If You Want To Save Your Marriage After An Affair, Read This
If You Want To Save Your Marriage After An Affair, Read This
Excerpt: Huffington Post
It's not affairs that break up marriages: It's the unfaithful spouse's inability to be honest about what happened and leave the affair behind them, says Caroline Madden, a Burbank, California-based marriage therapist who specializes in affair recovery.
"When I see couples divorce after an affair, it's not usually because of the infidelity itself: The betrayed spouse simply gave up trying when their husband or wife continued to be selfish, shady, and untrustworthy," said Madden, the author of Fool Me Once: Should I Take Back My Cheating Husband?
If you're the partner who cheated, how do you prove to your spouse that you're committing to regaining their trust? Below, Madden and other experts share their best advice.
Be upfront with your spouse about the extent of the affair right from the start, said Madden. She's seen firsthand how damaging it can be when an unfaithful spouse withholds information after the initial confession.
"Spouses repeatedly tell me that what made them leave the relationship wasn't the affair -- it was the drip, drip, drip of the truth that slowly leaked out over a long period of time," she said. "They would just get used to the facts that had been revealed, start to adjust and trust again and then boom -- more information would surface."

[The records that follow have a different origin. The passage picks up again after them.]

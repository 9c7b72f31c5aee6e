//! Scriptable in-memory accessibility backend.
//!
//! The real backend talks to a live, non-deterministic UI tree, which makes
//! the discovery and fallback logic untestable against the real thing. This
//! module provides a deterministic stand-in: tests assemble a tree of
//! [`MockElement`]s, wire it into a [`MockBackend`], and afterwards inspect
//! what the automation wrote, invoked, closed or queried.

use std::sync::atomic::{AtomicBool, AtomicUsize, Ordering};
use std::sync::{Arc, Mutex};
use std::time::Duration;

use crate::backend::{
    Bounds, ControlRole, TopLevelWindow, UiBackend, UiConnection, UiNode, WindowHandle,
};
use crate::errors::AutomationError;

pub struct MockElement {
    pub role: ControlRole,
    pub title: Mutex<String>,
    pub class_name: String,
    pub bounds: Bounds,
    pub editable: bool,
    pub exists: AtomicBool,
    pub visible: AtomicBool,
    pub minimized: AtomicBool,
    pub text_blocks: Mutex<Vec<Vec<String>>>,
    pub children: Mutex<Vec<Arc<MockElement>>>,

    // Interaction records inspected by tests.
    pub entered_text: Mutex<Option<String>>,
    pub invoked: AtomicUsize,
    pub closed: AtomicBool,
    pub focused: AtomicUsize,
    pub restored: AtomicUsize,
    pub menu_selections: Mutex<Vec<Vec<String>>>,
    /// Roles passed to `descendants`, in call order.
    pub role_queries: Mutex<Vec<ControlRole>>,
}

impl MockElement {
    pub fn new(role: ControlRole, title: &str) -> Self {
        Self {
            role,
            title: Mutex::new(title.to_string()),
            class_name: String::new(),
            bounds: Bounds::default(),
            editable: false,
            exists: AtomicBool::new(true),
            visible: AtomicBool::new(true),
            minimized: AtomicBool::new(false),
            text_blocks: Mutex::new(Vec::new()),
            children: Mutex::new(Vec::new()),
            entered_text: Mutex::new(None),
            invoked: AtomicUsize::new(0),
            closed: AtomicBool::new(false),
            focused: AtomicUsize::new(0),
            restored: AtomicUsize::new(0),
            menu_selections: Mutex::new(Vec::new()),
            role_queries: Mutex::new(Vec::new()),
        }
    }

    pub fn with_class(mut self, class_name: &str) -> Self {
        self.class_name = class_name.to_string();
        self
    }

    pub fn with_bounds(mut self, width: i32, height: i32) -> Self {
        self.bounds = Bounds { width, height };
        self
    }

    pub fn editable(mut self, editable: bool) -> Self {
        self.editable = editable;
        self
    }

    pub fn hidden(self) -> Self {
        self.visible.store(false, Ordering::SeqCst);
        self
    }

    pub fn with_text_blocks<S: Into<String>>(self, blocks: Vec<Vec<S>>) -> Self {
        *self.text_blocks.lock().unwrap() = blocks
            .into_iter()
            .map(|group| group.into_iter().map(Into::into).collect())
            .collect();
        self
    }

    pub fn with_child(self, child: Arc<MockElement>) -> Self {
        self.children.lock().unwrap().push(child);
        self
    }

    pub fn shared(self) -> Arc<MockElement> {
        Arc::new(self)
    }

    pub fn set_title(&self, title: &str) {
        *self.title.lock().unwrap() = title.to_string();
    }

    pub fn set_visible(&self, visible: bool) {
        self.visible.store(visible, Ordering::SeqCst);
    }

    pub fn set_exists(&self, exists: bool) {
        self.exists.store(exists, Ordering::SeqCst);
    }

    pub fn add_child(&self, child: Arc<MockElement>) {
        self.children.lock().unwrap().push(child);
    }

    fn collect(&self, role: ControlRole, out: &mut Vec<Arc<MockElement>>) {
        for child in self.children.lock().unwrap().iter() {
            if child.role == role {
                out.push(Arc::clone(child));
            }
            child.collect(role, out);
        }
    }

    fn matching(&self, role: ControlRole) -> Vec<Arc<MockElement>> {
        let mut out = Vec::new();
        self.collect(role, &mut out);
        out
    }
}

/// Trait-object adapter over a shared element.
pub struct MockNode(pub Arc<MockElement>);

impl UiNode for MockNode {
    fn exists(&self) -> bool {
        self.0.exists.load(Ordering::SeqCst)
    }

    fn is_visible(&self) -> bool {
        self.0.visible.load(Ordering::SeqCst)
    }

    fn is_minimized(&self) -> bool {
        self.0.minimized.load(Ordering::SeqCst)
    }

    fn is_editable(&self) -> bool {
        self.0.editable
    }

    fn title(&self) -> String {
        self.0.title.lock().unwrap().clone()
    }

    fn class_name(&self) -> String {
        self.0.class_name.clone()
    }

    fn bounds(&self) -> Bounds {
        self.0.bounds
    }

    fn restore(&self) -> Result<(), AutomationError> {
        self.0.minimized.store(false, Ordering::SeqCst);
        self.0.restored.fetch_add(1, Ordering::SeqCst);
        Ok(())
    }

    fn focus(&self) -> Result<(), AutomationError> {
        self.0.focused.fetch_add(1, Ordering::SeqCst);
        Ok(())
    }

    fn select_menu_path(&self, path: &[String]) -> Result<(), AutomationError> {
        self.0.menu_selections.lock().unwrap().push(path.to_vec());
        Ok(())
    }

    fn visible_child_windows(&self) -> Vec<Box<dyn UiNode>> {
        self.0
            .matching(ControlRole::Window)
            .into_iter()
            .filter(|w| w.visible.load(Ordering::SeqCst))
            .map(|w| Box::new(MockNode(w)) as Box<dyn UiNode>)
            .collect()
    }

    fn descendants(&self, role: ControlRole) -> Vec<Box<dyn UiNode>> {
        self.0.role_queries.lock().unwrap().push(role);
        self.0
            .matching(role)
            .into_iter()
            .map(|e| Box::new(MockNode(e)) as Box<dyn UiNode>)
            .collect()
    }

    fn find_by_name(&self, role: ControlRole, name: &str) -> Option<Box<dyn UiNode>> {
        self.0
            .matching(role)
            .into_iter()
            .find(|e| *e.title.lock().unwrap() == name)
            .map(|e| Box::new(MockNode(e)) as Box<dyn UiNode>)
    }

    fn find_by_index(&self, role: ControlRole, index: usize) -> Option<Box<dyn UiNode>> {
        self.0
            .matching(role)
            .into_iter()
            .nth(index)
            .map(|e| Box::new(MockNode(e)) as Box<dyn UiNode>)
    }

    fn first_of_role(&self, role: ControlRole) -> Option<Box<dyn UiNode>> {
        self.find_by_index(role, 0)
    }

    fn set_text(&self, text: &str) -> Result<(), AutomationError> {
        *self.0.entered_text.lock().unwrap() = Some(text.to_string());
        Ok(())
    }

    fn text_blocks(&self) -> Vec<Vec<String>> {
        self.0.text_blocks.lock().unwrap().clone()
    }

    fn invoke(&self) -> Result<(), AutomationError> {
        self.0.invoked.fetch_add(1, Ordering::SeqCst);
        Ok(())
    }

    fn close(&self) -> Result<(), AutomationError> {
        self.0.closed.store(true, Ordering::SeqCst);
        Ok(())
    }
}

/// One process's UI tree as the mock backend serves it. Tests flip `top`
/// and `active` to exercise the dialog-identification tiers.
pub struct MockConnection {
    pub main_window: Arc<MockElement>,
    pub top: Mutex<Option<Arc<MockElement>>>,
    pub active: Mutex<Option<Arc<MockElement>>>,
}

impl MockConnection {
    pub fn new(main_window: Arc<MockElement>) -> Arc<Self> {
        Arc::new(Self {
            main_window,
            top: Mutex::new(None),
            active: Mutex::new(None),
        })
    }

    pub fn set_top(&self, element: Option<Arc<MockElement>>) {
        *self.top.lock().unwrap() = element;
    }

    pub fn set_active(&self, element: Option<Arc<MockElement>>) {
        *self.active.lock().unwrap() = element;
    }

    /// The same adapter `MockBackend::connect` hands out, for tests that
    /// drive a component below the locator directly.
    pub fn connection_handle(self: &Arc<Self>) -> Box<dyn UiConnection> {
        Box::new(MockConnectionHandle(Arc::clone(self)))
    }
}

struct MockConnectionHandle(Arc<MockConnection>);

impl UiConnection for MockConnectionHandle {
    fn window(&self, _handle: WindowHandle) -> Result<Box<dyn UiNode>, AutomationError> {
        Ok(Box::new(MockNode(Arc::clone(&self.0.main_window))))
    }

    fn top_window(&self) -> Result<Box<dyn UiNode>, AutomationError> {
        self.0
            .top
            .lock()
            .unwrap()
            .as_ref()
            .map(|e| Box::new(MockNode(Arc::clone(e))) as Box<dyn UiNode>)
            .ok_or_else(|| AutomationError::PlatformError("no top window".to_string()))
    }

    fn active_window(&self) -> Result<Box<dyn UiNode>, AutomationError> {
        self.0
            .active
            .lock()
            .unwrap()
            .as_ref()
            .map(|e| Box::new(MockNode(Arc::clone(e))) as Box<dyn UiNode>)
            .ok_or_else(|| AutomationError::PlatformError("no active window".to_string()))
    }
}

pub struct MockWindow {
    pub window: TopLevelWindow,
    /// `None` simulates a process that cannot be inspected (access denied,
    /// already exited); discovery must skip it and keep scanning.
    pub process_name: Option<String>,
    pub connection: Arc<MockConnection>,
}

#[derive(Default)]
pub struct MockBackend {
    windows: Mutex<Vec<MockWindow>>,
    pub enumerations: AtomicUsize,
    pub connects: AtomicUsize,
    pub fail_connect: AtomicBool,
}

impl MockBackend {
    pub fn new() -> Arc<Self> {
        Arc::new(Self::default())
    }

    pub fn add_window(
        &self,
        handle: WindowHandle,
        title: &str,
        process_name: Option<&str>,
        connection: Arc<MockConnection>,
    ) {
        self.windows.lock().unwrap().push(MockWindow {
            window: TopLevelWindow {
                handle,
                title: title.to_string(),
            },
            process_name: process_name.map(str::to_string),
            connection,
        });
    }

    pub fn set_fail_connect(&self, fail: bool) {
        self.fail_connect.store(fail, Ordering::SeqCst);
    }
}

impl UiBackend for MockBackend {
    fn top_level_windows(&self) -> Result<Vec<TopLevelWindow>, AutomationError> {
        self.enumerations.fetch_add(1, Ordering::SeqCst);
        Ok(self
            .windows
            .lock()
            .unwrap()
            .iter()
            .map(|w| w.window.clone())
            .collect())
    }

    fn process_name(&self, window: WindowHandle) -> Result<String, AutomationError> {
        self.windows
            .lock()
            .unwrap()
            .iter()
            .find(|w| w.window.handle == window)
            .and_then(|w| w.process_name.clone())
            .ok_or_else(|| {
                AutomationError::PlatformError(format!(
                    "owning process of window {window} could not be inspected"
                ))
            })
    }

    fn connect(
        &self,
        window: WindowHandle,
        timeout: Duration,
    ) -> Result<Box<dyn UiConnection>, AutomationError> {
        self.connects.fetch_add(1, Ordering::SeqCst);
        if self.fail_connect.load(Ordering::SeqCst) {
            return Err(AutomationError::Timeout(format!(
                "could not attach to window {window} within {timeout:?}"
            )));
        }
        self.windows
            .lock()
            .unwrap()
            .iter()
            .find(|w| w.window.handle == window)
            .map(|w| {
                Box::new(MockConnectionHandle(Arc::clone(&w.connection))) as Box<dyn UiConnection>
            })
            .ok_or_else(|| {
                AutomationError::PlatformError(format!("window {window} no longer exists"))
            })
    }
}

The best approach, said Madden, is ripping off the Band-Aid all at once: Share vital details about the affair -- how long it lasted, what you told your affair partner about your marriage -- at the beginning so your spouse can decide if he or she can forgive "with eyes wide open."
Answer every question your spouse has after you've come clean about the affair, said Michele Weiner-Davis, a Boulder, Colorado-based marriage therapist and the author of Divorce Busting: A Step-by-Step Approach to Making Your Marriage Loving Again.
"Be willing to do whatever your spouse needs to feel more secure in the relationship, whether it's sharing information about cell phones, texts, Facebook posts or credit card bills," she said. "It might also include sharing detailed information about one's whereabouts whenever needed. This period of increased accountability shouldn't last forever, but it proves you're committed to doing whatever it takes to get the relationship back on track."
It should go without saying that you need to break off contact with the other woman or man. But you also need to 'fess up if they reach out to you, said Madden.
"If you get an email, text or any form of initiation from your affair partner, tell your wife or husband right away. Why? Because if you hide or delete evidence of that contact -- and your spouse finds out -- it will be a nuclear winter for your marriage," she said. "Your spouse will sense that you're withholding information and doing things behind their back. All the progress you made will be lost."
Taking full responsibility for the affair also means getting tested for any sexually transmitted diseases you may have contracted, said Madden.
"One of the things I think almost all the women who've come into my office have said is that the most embarrassing part of the affair was having to go to the doctor and be tested for an STD," she said. "If you've been unfaithful, show your spouse the results of your test. If he or she gets tested, ask to go along as a gesture of support."